This simple-hearted yet energetic man taught me how genuine enthusiasm and the devotion of a whole personality to a cause can win victory under the most difficult circumstances. True, his clever wife shared her husband's enthusiasm, and both understood how to attract the right advisers. I afterwards met at their beautiful estate, Maxen, among many distinguished people, the Danish author Andersen, a man of insignificant personal appearance, but one who, if he considered it worth while and was interested in the subject, could carry his listeners resistlessly with him. Then his talk sparkled with clever, vivid, striking, peculiar metaphors, and when one brilliant description of remarkable experiences and scenes followed another he swiftly won the hearts of the women who had overlooked him, and it seemed to the men as if some fiend were aiding him.
During the first years of my convalescence I could enjoy nothing save what came or was brought to me.
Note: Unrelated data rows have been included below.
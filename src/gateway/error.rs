use axum::{
    Json,
    http::StatusCode,
    response::{IntoResponse, Response},
};
use thiserror::Error;
use tracing::error;

use crate::audit::AuditError;
use crate::auth::AuthError;
use crate::ranking::RankingError;
use crate::validation::ValidationError;

/// Gateway-level error: everything a handler can fail with, mapped onto an
/// HTTP status and a `{"message": ...}` body.
#[derive(Debug, Error)]
pub enum ApiError {
    #[error(transparent)]
    Validation(#[from] ValidationError),

    #[error(transparent)]
    Auth(#[from] AuthError),

    #[error(transparent)]
    Ranking(#[from] RankingError),

    #[error(transparent)]
    Audit(#[from] AuditError),
}

#[derive(serde::Serialize)]
pub struct ErrorResponse {
    pub message: String,
}

impl IntoResponse for ApiError {
    fn into_response(self) -> Response {
        let (status, message) = match &self {
            ApiError::Validation(e) => (StatusCode::BAD_REQUEST, e.to_string()),

            ApiError::Auth(e) => match e {
                AuthError::MissingCredential
                | AuthError::Expired
                | AuthError::IncorrectPassword => (StatusCode::UNAUTHORIZED, e.to_string()),
                AuthError::BadSignature => (StatusCode::UNPROCESSABLE_ENTITY, e.to_string()),
                // Signing-key or hashing problems are ours, not the client's.
                AuthError::TokenCreation { .. } | AuthError::HashingFailed { .. } => {
                    error!(error = %e, "Credential handling failed");
                    (
                        StatusCode::INTERNAL_SERVER_ERROR,
                        "Authentication is unavailable, please try again later".to_string(),
                    )
                }
            },

            // Full detail goes to the server log only; the caller sees a
            // generic retry message.
            ApiError::Ranking(e) => {
                error!(error = %e, "Ranking failed");
                (
                    StatusCode::INTERNAL_SERVER_ERROR,
                    "Recommendation scoring failed, please try again later".to_string(),
                )
            }

            ApiError::Audit(e) => {
                error!(error = %e, "Audit append failed");
                (
                    StatusCode::INTERNAL_SERVER_ERROR,
                    "Request could not be recorded, please try again later".to_string(),
                )
            }
        };

        (status, Json(ErrorResponse { message })).into_response()
    }
}
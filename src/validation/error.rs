use thiserror::Error;

use super::types::Occupation;

/// Client-input validation failures.
///
/// Every variant carries the exact message surfaced to the caller; the
/// gateway maps all of them to HTTP 400. Each schema checks its fields in a
/// fixed order and short-circuits on the first failure, so a payload with
/// several problems always reports the earliest one.
#[derive(Debug, Error, Clone, PartialEq, Eq)]
pub enum ValidationError {
    /// The request body was absent or not a JSON object. Reported before any
    /// field-level check runs.
    #[error("Missing JSON request")]
    MalformedRequest,

    /// A required key is absent from the payload.
    #[error("Missing parameter: '{name}'")]
    MissingParameter { name: &'static str },

    #[error("The parameter 'age' must be a non-negative integer")]
    AgeNotInteger,

    #[error("The parameter 'gender' must be one of the following: 'F', 'M', 'O'")]
    InvalidGender,

    #[error("The parameter 'occupation' must be one of the following: {valid}")]
    InvalidOccupation { valid: String },

    #[error("The parameter 'max_recs' must be an integer")]
    MaxRecsNotInteger,

    #[error("The only valid parameters are: {valid}")]
    UnexpectedParameters { valid: String },

    #[error("The parameter 'id' must be a 36 character string with 5 groups separated by '-'")]
    InvalidScoreId,

    #[error("The parameter 'movie' must not be empty")]
    EmptyMovie,

    #[error("The parameter 'score' must be a number")]
    ScoreNotNumeric,

    #[error("The parameter 'score' must be in the interval [1, 5]")]
    ScoreOutOfRange,
}

impl ValidationError {
    /// Occupation failure enumerating the full sorted valid set.
    pub fn invalid_occupation() -> Self {
        let valid = Occupation::ALL
            .iter()
            .map(|o| format!("'{}'", o))
            .collect::<Vec<_>>()
            .join(", ");

        Self::InvalidOccupation { valid }
    }

    /// Extra-key failure for the recommend schema.
    pub fn unexpected_recommend_parameters() -> Self {
        Self::UnexpectedParameters {
            valid: "'age', 'gender', 'occupation', and 'max_recs'".to_string(),
        }
    }
}
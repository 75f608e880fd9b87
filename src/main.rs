//! Cinerank HTTP server entrypoint.

use std::net::SocketAddr;
use std::sync::Arc;

use mimalloc::MiMalloc;
use tokio::net::TcpListener;
use tokio::signal;

use cinerank::audit::TracingAuditSink;
use cinerank::auth::{SessionSecrets, TokenAuthenticator};
use cinerank::config::Config;
use cinerank::gateway::{HandlerState, create_router_with_state};
use cinerank::model::{LinearModel, RecommendationModel};

#[global_allocator]
static GLOBAL: MiMalloc = MiMalloc;

#[tokio::main]
async fn main() -> anyhow::Result<()> {
    tracing_subscriber::fmt()
        .with_env_filter(tracing_subscriber::EnvFilter::from_default_env())
        .init();

    let config = Config::from_env()?;
    config.validate()?;
    let addr: SocketAddr = config.socket_addr().parse()?;

    tracing::info!(
        bind_addr = %config.bind_addr,
        port = config.port,
        session_expiration_hours = config.session_expiration_hours,
        "Cinerank starting"
    );

    let model = match &config.model_path {
        Some(path) => {
            tracing::info!(path = %path.display(), "Loading model");
            LinearModel::load(path)?
        }
        None => {
            tracing::warn!("No CINERANK_MODEL_PATH configured, running the built-in stub model");
            LinearModel::stub()
        }
    };
    tracing::info!(candidates = model.candidates().len(), "Model ready");

    let secrets = Arc::new(SessionSecrets::derive(&config)?);
    let authenticator = Arc::new(TokenAuthenticator::new(
        &secrets,
        config.session_expiration_hours,
    ));

    let state = HandlerState::new(secrets, authenticator, model, Arc::new(TracingAuditSink));
    let app = create_router_with_state(state);

    let listener = TcpListener::bind(addr).await?;
    tracing::info!(addr = %addr, "Server listening");

    axum::serve(listener, app)
        .with_graceful_shutdown(shutdown_signal())
        .await?;

    tracing::info!("Cinerank shutdown complete");
    Ok(())
}

async fn shutdown_signal() {
    let ctrl_c = async {
        signal::ctrl_c()
            .await
            .expect("failed to install Ctrl+C handler");
    };

    #[cfg(unix)]
    let terminate = async {
        signal::unix::signal(signal::unix::SignalKind::terminate())
            .expect("failed to install SIGTERM handler")
            .recv()
            .await;
    };

    #[cfg(not(unix))]
    let terminate = std::future::pending::<()>();

    tokio::select! {
        _ = ctrl_c => {
            tracing::info!("Received Ctrl+C, initiating graceful shutdown");
        }
        _ = terminate => {
            tracing::info!("Received SIGTERM, initiating graceful shutdown");
        }
    }
}
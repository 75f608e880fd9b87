use std::path::PathBuf;
use thiserror::Error;

/// Prediction-model failures.
#[derive(Debug, Error)]
pub enum ModelError {
    /// Model file could not be read.
    #[error("failed to read model file {path}: {source}")]
    Io {
        path: PathBuf,
        #[source]
        source: std::io::Error,
    },

    /// Model file is not valid JSON or has the wrong shape.
    #[error("failed to parse model file {path}: {source}")]
    Parse {
        path: PathBuf,
        #[source]
        source: serde_json::Error,
    },

    /// Scoring a candidate context failed.
    #[error("prediction failed: {reason}")]
    Prediction { reason: String },
}
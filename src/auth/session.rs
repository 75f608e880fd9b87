//! Process-wide session secrets.

use argon2::{
    Argon2,
    password_hash::{PasswordHash, PasswordHasher, PasswordVerifier, SaltString, rand_core::OsRng},
};

use crate::config::Config;

use super::error::AuthError;

/// The immutable secrets the whole service authenticates with.
///
/// Built once at startup from [`Config`]: the plaintext `SESSION_PASSWORD` is
/// hashed with Argon2 and dropped; only the hash and the token signing key
/// live for the process lifetime. There is exactly one session identity, not
/// per-user accounts.
#[derive(Clone)]
pub struct SessionSecrets {
    password_hash: String,
    signing_key: String,
}

impl std::fmt::Debug for SessionSecrets {
    fn fmt(&self, f: &mut std::fmt::Formatter<'_>) -> std::fmt::Result {
        f.debug_struct("SessionSecrets")
            .field("password_hash", &"<redacted>")
            .field("signing_key", &"<redacted>")
            .finish()
    }
}

impl SessionSecrets {
    /// Derives the secrets from the resolved configuration.
    pub fn derive(config: &Config) -> Result<Self, AuthError> {
        let password_hash = hash_password(&config.session_password)?;

        Ok(Self {
            password_hash,
            signing_key: config.secret_key.clone(),
        })
    }

    /// Builds secrets from an already-computed hash.
    pub fn from_parts(password_hash: impl Into<String>, signing_key: impl Into<String>) -> Self {
        Self {
            password_hash: password_hash.into(),
            signing_key: signing_key.into(),
        }
    }

    /// Checks a login candidate against the stored hash.
    ///
    /// A mismatch is [`AuthError::IncorrectPassword`], distinct from
    /// validation errors. The comparison goes through Argon2 verification,
    /// never a direct string compare.
    pub fn verify_password(&self, candidate: &str) -> Result<(), AuthError> {
        let parsed = PasswordHash::new(&self.password_hash).map_err(|e| {
            AuthError::HashingFailed {
                reason: e.to_string(),
            }
        })?;

        Argon2::default()
            .verify_password(candidate.as_bytes(), &parsed)
            .map_err(|_| AuthError::IncorrectPassword)
    }

    pub fn signing_key(&self) -> &str {
        &self.signing_key
    }
}

/// Hashes a plaintext password with Argon2 and a fresh random salt.
pub fn hash_password(password: &str) -> Result<String, AuthError> {
    let salt = SaltString::generate(&mut OsRng);

    Argon2::default()
        .hash_password(password.as_bytes(), &salt)
        .map(|h| h.to_string())
        .map_err(|e| AuthError::HashingFailed {
            reason: e.to_string(),
        })
}
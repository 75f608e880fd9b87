use std::cmp::Ordering;

use tracing::debug;

use crate::model::CandidateContext;
use crate::validation::RecommendParams;

use super::error::RankingError;
use super::types::Ranking;

/// Scores a candidate set against a request context and returns the top K.
#[derive(Debug, Clone, Copy, Default)]
pub struct CandidateRanker;

impl CandidateRanker {
    pub fn new() -> Self {
        Self
    }

    /// Ranks `candidates` for the given request context.
    ///
    /// Builds one augmented context per candidate and calls `score_fn`
    /// exactly once each. Candidates are ordered by descending score; equal
    /// scores keep their original candidate order (stable sort), so the same
    /// inputs always yield the same ordering. The result is truncated to `k`
    /// after sorting: `k` larger than the candidate count returns everything,
    /// `k <= 0` returns an empty ranking, neither is an error.
    ///
    /// If `score_fn` fails for any candidate the whole ranking fails; no
    /// partially scored subset is returned.
    pub fn rank<F, E>(
        &self,
        params: &RecommendParams,
        candidates: &[String],
        mut score_fn: F,
        k: i64,
    ) -> Result<Ranking, RankingError>
    where
        F: FnMut(&CandidateContext<'_>) -> Result<f64, E>,
        E: std::fmt::Display,
    {
        debug!(
            num_candidates = candidates.len(),
            k, "Scoring candidate set"
        );

        let mut scored: Vec<(String, f64)> = Vec::with_capacity(candidates.len());
        for movie in candidates {
            let context = CandidateContext::new(params, movie);
            let score = score_fn(&context).map_err(|e| RankingError::ScoringFailed {
                candidate: movie.clone(),
                reason: e.to_string(),
            })?;
            scored.push((movie.clone(), score));
        }

        scored.sort_by(|a, b| b.1.partial_cmp(&a.1).unwrap_or(Ordering::Equal));

        let k = k.max(0) as usize;
        scored.truncate(k);

        let (candidates, scores) = scored.into_iter().unzip();
        Ok(Ranking { candidates, scores })
    }
}
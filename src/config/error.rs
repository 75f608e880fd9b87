//! Configuration error types.

use std::path::PathBuf;
use thiserror::Error;

/// Errors that can occur during configuration loading and validation.
///
/// All of these are fatal at startup; none are per-request conditions.
#[derive(Debug, Error)]
pub enum ConfigError {
    /// Port value is outside valid range (1-65535).
    #[error("invalid port '{value}': must be between 1 and 65535")]
    InvalidPort { value: String },

    /// Port string could not be parsed as a number.
    #[error("failed to parse port '{value}': {source}")]
    PortParseError {
        value: String,
        #[source]
        source: std::num::ParseIntError,
    },

    /// Bind address string could not be parsed.
    #[error("failed to parse bind address '{value}': {source}")]
    InvalidBindAddr {
        value: String,
        #[source]
        source: std::net::AddrParseError,
    },

    /// A required environment variable was not set.
    ///
    /// `SESSION_PASSWORD` is the only required variable; without it the
    /// process refuses to start.
    #[error(
        "the environment variable \"{name}\" doesn't exist, \
         please declare it before starting this application"
    )]
    MissingEnvVar { name: &'static str },

    /// Specified path does not exist on the filesystem.
    #[error("path does not exist: {path}")]
    PathNotFound { path: PathBuf },

    /// Path exists but is not a file (when a file was expected).
    #[error("path is not a file: {path}")]
    NotAFile { path: PathBuf },
}
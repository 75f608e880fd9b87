//! HTTP gateway layer (axum).
//!
//! Thin mapping from routes to the core components; every route runs
//! validation first, then (for protected operations) token verification,
//! then the ranking/audit work.

pub mod error;
pub mod handler;
pub mod state;

#[cfg(test)]
mod handler_tests;

use axum::{
    Json, Router,
    routing::{get, post},
};
use tower_http::trace::TraceLayer;

pub use error::{ApiError, ErrorResponse};
pub use handler::{
    index_handler, login_handler, protected_handler, recommend_handler, score_handler,
};
pub use state::HandlerState;

use crate::model::RecommendationModel;

pub fn create_router_with_state<M>(state: HandlerState<M>) -> Router
where
    M: RecommendationModel + Clone + Send + Sync + 'static,
{
    Router::new()
        .route("/", get(index_handler))
        .route("/healthz", get(health_handler))
        .route("/api/login", post(login_handler))
        .route("/api/protected", get(protected_handler))
        .route("/api/recommend", post(recommend_handler))
        .route("/api/score", post(score_handler))
        .layer(TraceLayer::new_for_http())
        .with_state(state)
}

#[derive(serde::Serialize)]
pub struct HealthResponse {
    pub status: &'static str,
}

#[tracing::instrument]
pub async fn health_handler() -> Json<HealthResponse> {
    Json(HealthResponse { status: "ok" })
}
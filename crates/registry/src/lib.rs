//! Call-site message templates.
//!
//! Functions declare short templates with `#[template]`; code inside them asks
//! for "the template declared here" with `request!()` and formats it. The
//! registry behind that is a process-wide table keyed by (file, function),
//! filled exactly once by a pluggable population strategy and read without
//! locks afterwards.
//!
//! ```ignore
//! use inscribe_registry::{request, template};
//!
//! #[template("cannot open {0}")]
//! #[template("cannot open {0}: permission denied", id = "denied")]
//! fn open_error(path: &str, denied: bool) -> String {
//!     let id = if denied { "denied" } else { "" };
//!     request!(id).format(&[&path]).unwrap_or_default()
//! }
//! ```
//!
//! # Modules
//!
//! - [`record`] - Template records and location keys
//! - [`request`] - Lookup requests and call-site capture
//! - [`table`] - The frozen registry table
//! - [`resolver`] - Candidate disambiguation
//! - [`populate`] - Population strategies (link-time scan, precomputed blob)
//! - [`db`] - One-shot registry cell and the process-wide instance
//! - [`format`] - Formatter boundary and locales
//! - [`config`] - TOML configuration of the population strategy

extern crate self as inscribe_registry;

pub mod config;
pub mod db;
pub mod error;
pub mod format;
pub mod populate;
pub mod record;
pub mod request;
pub mod resolver;
pub mod table;

pub use config::{PopulationConfig, RegistryConfig, Strategy};
pub use db::{Registry, global, initialize, is_initialized, template_count};
pub use error::ConfigurationError;
pub use format::{FormatError, Formatter, Locale, PositionalFormatter};
pub use inscribe_macros::template;
pub use populate::precomputed::{MAGIC, PrecomputedUnit, SCHEMA_VERSION, decode_table, encode_table, write_blob};
pub use populate::scan::{Declaration, ScanUnit, TemplateAnnotation, TemplateSite, TemplateSiteReg};
pub use populate::Populate;
pub use record::{LocationKey, TemplateRecord};
pub use request::LookupRequest;
pub use resolver::resolve;
pub use table::RegistryTable;

#[doc(hidden)]
pub mod __private {
	pub use inventory;
}
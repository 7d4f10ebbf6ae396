//! Declaration scan strategy.
//!
//! Each `#[template]`-annotated function submits one [`TemplateSite`] via
//! `inventory::submit!`. At population time the linking step's collection is
//! walked, every site becomes a [`Declaration`], and declarations are grouped
//! by location key.

use crate::error::ConfigurationError;
use crate::populate::Populate;
use crate::record::{LocationKey, TemplateRecord};
use crate::table::RegistryTable;

/// Number of declarations from which a scan is split across worker threads.
pub const DEFAULT_PARALLEL_THRESHOLD: usize = 64;

/// One `#[template(...)]` attribute as emitted by the macro.
#[derive(Debug)]
pub struct TemplateAnnotation {
	pub template: &'static str,
	pub identifier: &'static str,
	pub line: u32,
}

/// All templates declared on one function.
///
/// `function` is evaluated lazily: it returns the same path `request!()`
/// captures inside that function.
#[derive(Debug)]
pub struct TemplateSite {
	pub file: &'static str,
	pub function: fn() -> &'static str,
	pub templates: &'static [TemplateAnnotation],
}

/// Static site registration entry collected via `inventory`.
/// Wrapper for `inventory::collect!`.
pub struct TemplateSiteReg(pub &'static TemplateSite);

inventory::collect!(TemplateSiteReg);

/// A function and the templates declared on it, in declaration order.
#[derive(Debug, Clone, PartialEq, Eq)]
pub struct Declaration {
	file: String,
	function: String,
	templates: Vec<TemplateRecord>,
}

impl Declaration {
	pub fn new(file: impl Into<String>, function: impl Into<String>) -> Self {
		Self {
			file: file.into(),
			function: function.into(),
			templates: Vec::new(),
		}
	}

	pub fn from_site(site: &TemplateSite) -> Self {
		let mut declaration = Self::new(site.file, (site.function)());
		for annotation in site.templates {
			declaration.push(TemplateRecord::new(annotation.template, annotation.line).with_identifier(annotation.identifier));
		}
		declaration
	}

	/// Adds an anonymous template declared on `line`.
	pub fn template(mut self, template: impl Into<String>, line: u32) -> Self {
		self.push(TemplateRecord::new(template, line));
		self
	}

	/// Adds a template tagged with `identifier`.
	pub fn tagged(mut self, identifier: impl Into<String>, template: impl Into<String>, line: u32) -> Self {
		self.push(TemplateRecord::new(template, line).with_identifier(identifier));
		self
	}

	pub fn push(&mut self, record: TemplateRecord) {
		self.templates.push(record);
	}

	pub fn key(&self) -> LocationKey {
		LocationKey::new(&self.file, &self.function)
	}

	pub fn function(&self) -> &str {
		&self.function
	}

	pub fn templates(&self) -> &[TemplateRecord] {
		&self.templates
	}
}

/// Scan strategy over a set of function declarations.
#[derive(Debug, Clone)]
pub struct ScanUnit {
	declarations: Vec<Declaration>,
	modules: Vec<String>,
	parallel_threshold: usize,
}

impl ScanUnit {
	/// Every site submitted by `#[template]` in the final binary.
	pub fn linked() -> Self {
		Self::from_declarations(
			inventory::iter::<TemplateSiteReg>
				.into_iter()
				.map(|reg| Declaration::from_site(reg.0)),
		)
	}

	pub fn from_declarations(declarations: impl IntoIterator<Item = Declaration>) -> Self {
		Self {
			declarations: declarations.into_iter().collect(),
			modules: Vec::new(),
			parallel_threshold: DEFAULT_PARALLEL_THRESHOLD,
		}
	}

	/// Restricts the scan to functions inside the given module paths.
	///
	/// An empty list keeps everything.
	pub fn only_modules<I, S>(mut self, modules: I) -> Self
	where
		I: IntoIterator<Item = S>,
		S: Into<String>,
	{
		self.modules = modules.into_iter().map(Into::into).collect();
		self
	}

	pub fn parallel_threshold(mut self, threshold: usize) -> Self {
		self.parallel_threshold = threshold;
		self
	}

	pub fn declarations(&self) -> &[Declaration] {
		&self.declarations
	}

	/// Groups the selected declarations into a table.
	pub fn build(&self) -> Result<RegistryTable, ConfigurationError> {
		let selected: Vec<&Declaration> = self.declarations.iter().filter(|d| self.selects(d)).collect();

		#[cfg(feature = "parallel")]
		if selected.len() >= self.parallel_threshold.max(1) {
			return scan_parallel(&selected).map(RegistryTable::finish);
		}

		scan_sequential(&selected).map(RegistryTable::finish)
	}

	fn selects(&self, declaration: &Declaration) -> bool {
		self.modules.is_empty() || self.modules.iter().any(|module| in_module(declaration.function(), module))
	}
}

impl Populate for ScanUnit {
	fn name(&self) -> &'static str {
		"scan"
	}

	fn populate(&self) -> Result<RegistryTable, ConfigurationError> {
		self.build()
	}
}

/// Whether `function` lives under `module`, matching whole path segments.
///
/// Trait-impl methods are captured as `<Self as Trait>::method`; they belong to
/// a module when either the self type or the trait does.
fn in_module(function: &str, module: &str) -> bool {
	let module = module.trim_end_matches("::");
	if let Some((self_ty, trait_path)) = qualified_self(function) {
		return in_module(self_ty, module) || trait_path.is_some_and(|path| in_module(path, module));
	}

	let path = function.trim_start_matches('&').trim_start_matches("mut ").trim_start_matches("dyn ");
	path.strip_prefix(module)
		.is_some_and(|rest| rest.is_empty() || rest.starts_with("::") || rest.starts_with('<'))
}

/// Splits a leading `<Self as Trait>` (or `<Self>`) into its parts.
fn qualified_self(path: &str) -> Option<(&str, Option<&str>)> {
	let inner = path.strip_prefix('<')?;
	let bytes = inner.as_bytes();
	let mut depth = 0usize;
	let mut split = None;

	for (i, &byte) in bytes.iter().enumerate() {
		match byte {
			b'<' => depth += 1,
			// `->` in fn pointer types
			b'>' if i > 0 && bytes[i - 1] == b'-' => {}
			b'>' if depth == 0 => {
				let qualified = &inner[..i];
				return Some(match split {
					Some(at) => (&qualified[..at], Some(&qualified[at + " as ".len()..])),
					None => (qualified, None),
				});
			}
			b'>' => depth -= 1,
			b' ' if depth == 0 && split.is_none() && inner[i..].starts_with(" as ") => split = Some(i),
			_ => {}
		}
	}
	None
}

fn scan_sequential(declarations: &[&Declaration]) -> Result<RegistryTable, ConfigurationError> {
	let mut table = RegistryTable::new();
	for declaration in declarations {
		table.extend(&declaration.key(), declaration.templates.iter().cloned())?;
	}
	Ok(table)
}

/// Scans contiguous sub-units on the rayon pool and merges the partial tables.
#[cfg(feature = "parallel")]
fn scan_parallel(declarations: &[&Declaration]) -> Result<RegistryTable, ConfigurationError> {
	use rayon::prelude::*;

	let chunk = declarations.len().div_ceil(rayon::current_num_threads()).max(1);
	tracing::debug!(declarations = declarations.len(), chunk, "scanning template declarations in parallel");

	declarations
		.par_chunks(chunk)
		.map(scan_sequential)
		.try_reduce(RegistryTable::new, |mut merged, part| {
			merged.merge(part);
			Ok(merged)
		})
}
//! Lookup requests and call-site capture.
//!
//! A request names the declaration site a caller sits in and, optionally, which
//! of its templates it wants. `request!()` fills the location from `file!()`,
//! `line!()` and the enclosing function's path; explicit construction is there
//! for hosts that capture locations themselves.

use std::fmt::Display;

use crate::db::{self, Registry};
use crate::format::{FormatError, Locale};
use crate::record::TemplateRecord;

/// What a caller wants from the registry.
#[derive(Debug, Clone, Copy, PartialEq, Eq, Hash)]
pub struct LookupRequest<'a> {
	file: &'a str,
	function: &'a str,
	line: u32,
	identifier: &'a str,
}

impl<'a> LookupRequest<'a> {
	/// Creates a request with the default (`""`) identifier.
	pub const fn new(file: &'a str, function: &'a str, line: u32) -> Self {
		Self {
			file,
			function,
			line,
			identifier: "",
		}
	}

	/// Returns a copy of this request tagged with `identifier`.
	pub const fn with_identifier(self, identifier: &'a str) -> Self {
		Self { identifier, ..self }
	}

	pub const fn with_line(self, line: u32) -> Self {
		Self { line, ..self }
	}

	pub const fn file(&self) -> &'a str {
		self.file
	}

	pub const fn function(&self) -> &'a str {
		self.function
	}

	pub const fn line(&self) -> u32 {
		self.line
	}

	pub const fn identifier(&self) -> &'a str {
		self.identifier
	}

	/// Resolves against `registry`, populating it on first access.
	pub fn resolve_in<'r>(&self, registry: &'r Registry) -> Option<&'r TemplateRecord> {
		registry.resolve(self)
	}

	/// Template text from the process-wide registry, or `None` when nothing
	/// declared at this location matches.
	pub fn resolve_template(&self) -> Option<&'static str> {
		db::global().resolve(self).map(TemplateRecord::template)
	}

	/// Formats the matching template with positional `args`.
	///
	/// A miss yields an empty string without invoking the formatter.
	pub fn format(&self, args: &[&dyn Display]) -> Result<String, FormatError> {
		db::global().format(self, args)
	}

	/// Formats the matching template for `locale`.
	pub fn format_in(&self, locale: Option<&Locale>, args: &[&dyn Display]) -> Result<String, FormatError> {
		db::global().format_in(self, locale, args)
	}
}

/// Strips a marker item's type name down to the path of the function it is
/// declared in.
///
/// `app::handlers::open::__inscribe_here` becomes `app::handlers::open`; closure
/// and async-body segments are dropped so that captures inside them report the
/// enclosing function.
pub fn enclosing_function(marker_path: &'static str) -> &'static str {
	let mut path = marker_path.rsplit_once("::").map_or(marker_path, |(parent, _)| parent);
	while let Some(parent) = path.strip_suffix("::{{closure}}") {
		path = parent;
	}
	path
}

/// Expands to the path of the enclosing function, as a `&'static str`.
#[macro_export]
macro_rules! function_name {
	() => {{
		fn __inscribe_here() {}
		$crate::request::enclosing_function(::core::any::type_name_of_val(&__inscribe_here))
	}};
}

/// Captures the current call site as a [`LookupRequest`].
///
/// ```ignore
/// request!()              // default identifier
/// request!("denied")      // tagged
/// ```
#[macro_export]
macro_rules! request {
	() => {
		$crate::LookupRequest::new(::core::file!(), $crate::function_name!(), ::core::line!())
	};
	($identifier:expr) => {
		$crate::request!().with_identifier($identifier)
	};
}

#[cfg(test)]
mod tests {
	use super::*;

	#[test]
	fn strips_marker_segment() {
		assert_eq!(enclosing_function("app::handlers::open::__inscribe_here"), "app::handlers::open");
	}

	#[test]
	fn strips_closure_segments() {
		assert_eq!(enclosing_function("app::run::{{closure}}::{{closure}}::__inscribe_here"), "app::run");
	}

	#[test]
	fn keeps_bare_names() {
		assert_eq!(enclosing_function("__inscribe_here"), "__inscribe_here");
	}

	#[test]
	fn captures_enclosing_function() {
		let here = crate::function_name!();
		assert!(here.ends_with("request::tests::captures_enclosing_function"), "{here}");
	}

	#[test]
	fn closures_report_their_function() {
		let outer = crate::function_name!();
		let inner = (|| crate::function_name!())();
		assert_eq!(outer, inner);
	}

	#[test]
	fn request_captures_file_and_line() {
		let line = line!() + 1;
		let request = crate::request!();
		assert_eq!(request.file(), file!());
		assert_eq!(request.line(), line);
		assert_eq!(request.identifier(), "");
	}

	#[test]
	fn identifier_is_applied_to_a_copy() {
		let base = LookupRequest::new("src/a.rs", "app::run", 4);
		let tagged = base.with_identifier("denied");
		assert_eq!(base.identifier(), "");
		assert_eq!(tagged.identifier(), "denied");
		assert_eq!(tagged.file(), base.file());
		assert_eq!(tagged.line(), base.line());
	}
}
But the cheerful patience with which I appeared to bear my sufferings, perhaps also the gratitude and eagerness with which I received everything, attracted most of the men and women for whom I really cared.
If there was an entertaining conversation, arrangements were always made that I should enjoy it, at least as a listener. The affection of these kind people never wearied in lightening the burden which had been laid upon me. So, during this whole sad period I was rarely utterly wretched, often joyous and happy, though sometimes the victim to the keenest spiritual anguish.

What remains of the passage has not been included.